Não iremos dar nenhum spoiler aqui, mas resta dizer que inúmeros arquétipos sociais irão emergir na tela, de modo que a personagem e atriz terão muito jogo de cintura para tentar rebater e, de muitas formas, acabar representando o próprio povo, ou melhor, o próprio espectador, colocado na berlinda, e sendo julgado por simplesmente existir. Onde está a liberdade de expressão? Onde está a credibilidade por uma vida seguindo regras e ajudando a formar as crianças do amanhã? Então, basta se ver o que fazemos na intimidade que perdemos qualquer segurança ou esteio? Podemos ser descartáveis?

Muitas das hipocrisias que o mundo está vendo na atualidade do lado de fora do filme estão perfeitamente encapsuladas e metaforizadas ali num só ocaso simbólico que representa a todos nós. Isso sem falar no epílogo impagável que de certa forma quebra a quarta parede e escandaliza de vez num tom fantástico com todos os avanços de políticas afirmativas e identitárias que foram silenciados durante a opressão do filme e que talvez venham à tona apenas no final, numa metáfora indignada. Uma obra necessária para os tempos em que vivemos.

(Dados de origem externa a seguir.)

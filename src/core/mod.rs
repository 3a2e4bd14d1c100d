//! Core utilities, configuration, and common functionality

pub mod config;
pub mod error;
pub mod logging;

// Re-exports for convenience
pub use error::{AppError, AppResult};
pub use logging::{init_logger, log_token_configuration};
//! Logging initialization (console + file)

use anyhow::Result;
use simplelog::{ColorChoice, CombinedLogger, Config, LevelFilter, TermLogger, TerminalMode, WriteLogger};
use std::fs::File;

/// Initialize logger for both console and file output
///
/// # Arguments
/// * `log_file_path` - Path to the log file
pub fn init_logger(log_file_path: &str) -> Result<()> {
    let log_file = File::create(log_file_path).map_err(|e| anyhow::anyhow!("Failed to create log file: {}", e))?;

    CombinedLogger::init(vec![
        TermLogger::new(
            LevelFilter::Info,
            Config::default(),
            TerminalMode::Mixed,
            ColorChoice::Auto,
        ),
        WriteLogger::new(LevelFilter::Info, Config::default(), log_file),
    ])
    .map_err(|e| anyhow::anyhow!("Failed to initialize logger: {}", e))?;

    Ok(())
}

/// Logs which secrets are configured at startup, without printing them.
pub fn log_token_configuration() {
    use crate::core::config;

    let check = |name: &str, value: &str| {
        if value.is_empty() {
            log::warn!("{}: not set", name);
        } else {
            log::info!("{}: configured", name);
        }
    };

    check("BOT_TOKEN", &config::BOT_TOKEN);
    check("WEATHER_TOKEN", &config::WEATHER_TOKEN);
    check("GITHUB_TOKEN", &config::GITHUB_TOKEN);
    check("ALARM_API_TOKEN", &config::ALERT_API_TOKEN);
}

#[cfg(test)]
mod tests {
    use super::*;

    #[test]
    fn test_init_logger_creates_log_file() {
        let dir = tempfile::tempdir().unwrap();
        let path = dir.path().join("app.log");

        // The global logger installs once per process, so the init result
        // depends on test order; the log file is created before that step
        // and must exist either way.
        let _ = init_logger(path.to_str().unwrap());
        assert!(path.exists());
    }
}
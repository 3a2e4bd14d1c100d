//! Телеграм-бот-помощник: планы, прогноз погоды, коммиты GitHub и
//! уведомления о тревогах с пошаговым выбором региона (область → район →
//! город).
//!
//! Module layout:
//! - [`core`]: конфигурация, ошибки, логирование
//! - [`storage`]: SQLite (пул соединений, миграции, планы, регионы)
//! - [`services`]: клиенты внешних API и форматирование ответов
//! - [`wizard`]: чистая логика пошагового выбора региона
//! - [`telegram`]: бот, клавиатуры, состояния диалога и обработчики

pub mod core;
pub mod services;
pub mod storage;
pub mod telegram;
pub mod wizard;
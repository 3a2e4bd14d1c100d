//! Region Tree Cache
//!
//! Fetches the geographic hierarchy from the alert API and persists it as a
//! JSON snapshot. The selection wizard always matches user input against the
//! snapshot (`load`), so a process restart mid-dialogue doesn't need a
//! network round-trip; `refresh` runs only on flow entry and reset.

use std::path::{Path, PathBuf};

use fs_err as fs;
use serde::{Deserialize, Serialize};

use crate::core::config;
use crate::core::error::{AppError, AppResult};

/// One node of the geographic hierarchy.
///
/// The upstream field `regionChildIds` carries nested child *objects*, not a
/// list of ids, despite its name. The serde renames keep the wire shape
/// byte-compatible with what the API returns and what the snapshot stores.
#[derive(Debug, Clone, PartialEq, Eq, Serialize, Deserialize)]
pub struct RegionNode {
    #[serde(rename = "regionId")]
    pub region_id: String,
    #[serde(rename = "regionName")]
    pub region_name: String,
    #[serde(rename = "regionChildIds", default)]
    pub children: Vec<RegionNode>,
}

impl RegionNode {
    /// A node with no children is the only kind a user may be bound to.
    pub fn is_leaf(&self) -> bool {
        self.children.is_empty()
    }
}

/// The full tree as served by `GET /regions`.
#[derive(Debug, Clone, PartialEq, Eq, Serialize, Deserialize)]
pub struct RegionTree {
    pub states: Vec<RegionNode>,
}

/// Client for the region endpoint of the alert API.
pub struct RegionsClient {
    http: reqwest::Client,
    base_url: String,
    token: String,
    snapshot_path: PathBuf,
}

impl RegionsClient {
    pub fn new(base_url: impl Into<String>, token: impl Into<String>, snapshot_path: impl Into<PathBuf>) -> AppResult<Self> {
        let http = reqwest::Client::builder().timeout(config::network::timeout()).build()?;
        Ok(Self {
            http,
            base_url: base_url.into(),
            token: token.into(),
            snapshot_path: snapshot_path.into(),
        })
    }

    pub fn from_env() -> AppResult<Self> {
        Self::new(
            config::api::ALERT_API_BASE.clone(),
            config::ALERT_API_TOKEN.clone(),
            config::REGIONS_SNAPSHOT_PATH.as_str(),
        )
    }

    /// Fetches the tree from the API and overwrites the local snapshot.
    ///
    /// Non-success HTTP status and transport errors surface as
    /// [`AppError::HttpStatus`] / [`AppError::Http`]; the previous snapshot
    /// stays untouched in that case.
    pub async fn refresh(&self) -> AppResult<RegionTree> {
        let url = format!("{}/regions", self.base_url);
        let response = self
            .http
            .get(&url)
            .header("Authorization", &self.token)
            .header("Content-Type", "application/json")
            .send()
            .await?;

        if !response.status().is_success() {
            return Err(AppError::HttpStatus(response.status()));
        }

        let tree: RegionTree = response.json().await?;
        persist_snapshot(&self.snapshot_path, &tree)?;
        log::info!(
            "Refreshed region tree: {} top-level regions, snapshot at {}",
            tree.states.len(),
            self.snapshot_path.display()
        );
        Ok(tree)
    }

    /// Reads the last persisted snapshot.
    pub fn load(&self) -> AppResult<RegionTree> {
        load_snapshot(&self.snapshot_path)
    }
}

fn persist_snapshot(path: &Path, tree: &RegionTree) -> AppResult<()> {
    let json = serde_json::to_string_pretty(tree)?;
    fs::write(path, json)?;
    Ok(())
}

fn load_snapshot(path: &Path) -> AppResult<RegionTree> {
    if !path.exists() {
        return Err(AppError::SnapshotMissing);
    }
    let raw = fs::read_to_string(path)?;
    serde_json::from_str(&raw).map_err(|e| AppError::DataInconsistency(format!("region snapshot unreadable: {}", e)))
}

Altamente indicamos também algumas outras obras já conferidas e que receberão crítica completa em breve, como a poética ficção-científica portuguesa “Mar Infinito”, com referências desde “Gattaca” à “Brilho Eterno de uma mente sem lembranças”; e o bonito drama britânico “Coisas Verdadeiras”, que, apesar de usar de alguns clichês imagéticos para falar de emancipação feminina, consegue transcender isso com a poderosa interpretação de Ruth Wilson (a excelente atriz da série “The Affair”).